:: TASK INSTRUCTIONS ::
Below are records. Find each line in them that holds the word "else" and copy it.

◆ ◆ ◆ ◆

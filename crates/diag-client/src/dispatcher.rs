//! Request Dispatcher
//!
//! Runs each task on its own worker and delivers its outcome as messages:
//! exactly one `Result` or `Error`, then exactly one `Finished`. A receiver
//! that has gone away simply stops hearing about the task.

use std::any::Any;
use std::future::Future;
use thiserror::Error;
use tokio::runtime::Handle;
use tokio::sync::mpsc::{self, UnboundedReceiver, UnboundedSender};
use tokio::task::JoinHandle;
use tracing::{debug, warn};

#[derive(Error, Debug)]
pub enum DispatchError<E> {
    #[error("{0}")]
    Task(E),

    #[error("task panicked: {0}")]
    Panicked(String),

    #[error("task was cancelled")]
    Cancelled,
}

/// Message delivered for a dispatched task
#[derive(Debug)]
pub enum DispatchEvent<T, E> {
    Result(T),
    Error(DispatchError<E>),
    /// Always the last event, whichever of the above fired
    Finished,
}

/// Receiving end for one dispatched task. Dropping it discards deliveries.
#[derive(Debug)]
pub struct DispatchHandle<T, E> {
    events: UnboundedReceiver<DispatchEvent<T, E>>,
}

impl<T, E> DispatchHandle<T, E> {
    /// Next event; `None` once everything has been delivered
    pub async fn recv(&mut self) -> Option<DispatchEvent<T, E>> {
        self.events.recv().await
    }

    /// Next event if one is already waiting
    pub fn try_recv(&mut self) -> Option<DispatchEvent<T, E>> {
        self.events.try_recv().ok()
    }

    /// Wait for the task to finish and return its outcome
    pub async fn outcome(mut self) -> Result<T, DispatchError<E>> {
        let mut outcome = None;
        while let Some(event) = self.events.recv().await {
            match event {
                DispatchEvent::Result(value) => outcome = Some(Ok(value)),
                DispatchEvent::Error(e) => outcome = Some(Err(e)),
                DispatchEvent::Finished => break,
            }
        }
        outcome.unwrap_or(Err(DispatchError::Cancelled))
    }
}

/// Spawns tasks onto a tokio runtime. Tasks are independent of each other;
/// no ordering is imposed between them.
#[derive(Debug, Clone)]
pub struct Dispatcher {
    runtime: Handle,
}

impl Dispatcher {
    pub fn new(runtime: Handle) -> Self {
        Self { runtime }
    }

    /// Dispatcher on the runtime of the calling context, if there is one
    pub fn current() -> Option<Self> {
        Handle::try_current().ok().map(Self::new)
    }

    /// Run an async task on its own worker
    pub fn dispatch<F, T, E>(&self, task: F) -> DispatchHandle<T, E>
    where
        F: Future<Output = Result<T, E>> + Send + 'static,
        T: Send + 'static,
        E: Send + 'static,
    {
        let worker = self.runtime.spawn(task);
        self.watch(worker)
    }

    /// Run a blocking closure on the blocking pool
    pub fn dispatch_blocking<F, T, E>(&self, task: F) -> DispatchHandle<T, E>
    where
        F: FnOnce() -> Result<T, E> + Send + 'static,
        T: Send + 'static,
        E: Send + 'static,
    {
        let worker = self.runtime.spawn_blocking(task);
        self.watch(worker)
    }

    fn watch<T, E>(&self, worker: JoinHandle<Result<T, E>>) -> DispatchHandle<T, E>
    where
        T: Send + 'static,
        E: Send + 'static,
    {
        let (tx, rx) = mpsc::unbounded_channel();
        self.runtime.spawn(deliver(worker, tx));
        DispatchHandle { events: rx }
    }
}

async fn deliver<T, E>(worker: JoinHandle<Result<T, E>>, tx: UnboundedSender<DispatchEvent<T, E>>) {
    let event = match worker.await {
        Ok(Ok(value)) => DispatchEvent::Result(value),
        Ok(Err(e)) => DispatchEvent::Error(DispatchError::Task(e)),
        Err(e) if e.is_panic() => {
            let message = panic_message(e.into_panic());
            warn!("Dispatched task panicked: {}", message);
            DispatchEvent::Error(DispatchError::Panicked(message))
        }
        Err(_) => DispatchEvent::Error(DispatchError::Cancelled),
    };

    if tx.send(event).is_err() || tx.send(DispatchEvent::Finished).is_err() {
        debug!("Receiver dropped, discarding task outcome");
    }
}

fn panic_message(payload: Box<dyn Any + Send>) -> String {
    if let Some(s) = payload.downcast_ref::<&str>() {
        s.to_string()
    } else if let Some(s) = payload.downcast_ref::<String>() {
        s.clone()
    } else {
        "unknown panic".to_string()
    }
}

#[cfg(test)]
mod tests {
    use super::*;
    use std::sync::Arc;
    use std::time::Duration;
    use tokio::sync::{oneshot, Notify};

    fn dispatcher() -> Dispatcher {
        Dispatcher::current().unwrap()
    }

    #[tokio::test]
    async fn test_result_then_finished() {
        let mut handle = dispatcher().dispatch(async { Ok::<_, String>(42) });

        assert!(matches!(handle.recv().await, Some(DispatchEvent::Result(42))));
        assert!(matches!(handle.recv().await, Some(DispatchEvent::Finished)));
        assert!(handle.recv().await.is_none());
    }

    #[tokio::test]
    async fn test_error_then_finished() {
        let mut handle = dispatcher().dispatch(async { Err::<u32, _>("offline".to_string()) });

        match handle.recv().await {
            Some(DispatchEvent::Error(DispatchError::Task(e))) => assert_eq!(e, "offline"),
            other => panic!("unexpected event {:?}", other),
        }
        assert!(matches!(handle.recv().await, Some(DispatchEvent::Finished)));
    }

    #[tokio::test]
    async fn test_panic_surfaces_as_error() {
        let handle = dispatcher().dispatch(async {
            if true {
                panic!("sensor table corrupt");
            }
            Ok::<u32, String>(0)
        });

        match handle.outcome().await {
            Err(DispatchError::Panicked(message)) => {
                assert!(message.contains("sensor table corrupt"))
            }
            other => panic!("unexpected outcome {:?}", other),
        }

        // The dispatcher keeps working afterwards
        let again = dispatcher().dispatch(async { Ok::<_, String>("ok") });
        assert_eq!(again.outcome().await.unwrap(), "ok");
    }

    #[tokio::test]
    async fn test_dropped_receiver_is_ignored() {
        let (done_tx, done_rx) = oneshot::channel();
        let handle = dispatcher().dispatch(async move {
            tokio::time::sleep(Duration::from_millis(20)).await;
            let _ = done_tx.send(());
            Ok::<_, String>(1)
        });
        drop(handle);

        done_rx.await.unwrap();
        tokio::time::sleep(Duration::from_millis(20)).await;
    }

    #[tokio::test(flavor = "multi_thread", worker_threads = 2)]
    async fn test_tasks_run_concurrently() {
        let gate = Arc::new(Notify::new());
        let d = dispatcher();

        let waiting = d.dispatch({
            let gate = gate.clone();
            async move {
                gate.notified().await;
                Ok::<_, String>("released")
            }
        });
        let opener = d.dispatch(async move {
            gate.notify_one();
            Ok::<_, String>("opened")
        });

        assert_eq!(opener.outcome().await.unwrap(), "opened");
        let released = tokio::time::timeout(Duration::from_secs(1), waiting.outcome())
            .await
            .unwrap();
        assert_eq!(released.unwrap(), "released");
    }

    #[tokio::test]
    async fn test_blocking_task() {
        let handle = dispatcher().dispatch_blocking(|| {
            std::thread::sleep(Duration::from_millis(10));
            Ok::<_, String>(7)
        });
        assert_eq!(handle.outcome().await.unwrap(), 7);
    }
}
//! OBD-II Telemetry Source
//!
//! Defines the fixed sensor vocabulary, raw readings and immutable snapshots,
//! and the [`TelemetrySource`] capability interface that the rest of the
//! diagnostic core depends on. Two adapters implement it: an ELM327 serial
//! adapter and a simulated vehicle.

mod elm327;
mod error;
mod protocol;
mod sensor;
mod simulated;
mod snapshot;
mod source;

pub use elm327::{Elm327Config, Elm327Connector, Elm327Source};
pub use error::ObdError;
pub use protocol::ObdProtocol;
pub use sensor::{split_leading_number, Reading, SensorId, UNAVAILABLE};
pub use simulated::{SimulatedConnector, SimulatedSource};
pub use snapshot::SensorSnapshot;
pub use source::{QueryMode, SourceConnector, TelemetrySource};

/// OBD-II service (mode) constants
pub mod mode {
    /// Current data
    pub const CURRENT_DATA: u8 = 0x01;
    /// Freeze frame data
    pub const FREEZE_FRAME: u8 = 0x02;
    /// Clear trouble codes
    pub const CLEAR_DTC: u8 = 0x04;
    /// Offset added to the service id in positive responses
    pub const RESPONSE_OFFSET: u8 = 0x40;
}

◆ ◆ ◆ ◆

:: TASK SOLUTION ::
    } else if let Some(s) = payload.downcast_ref::<String>() {
    } else {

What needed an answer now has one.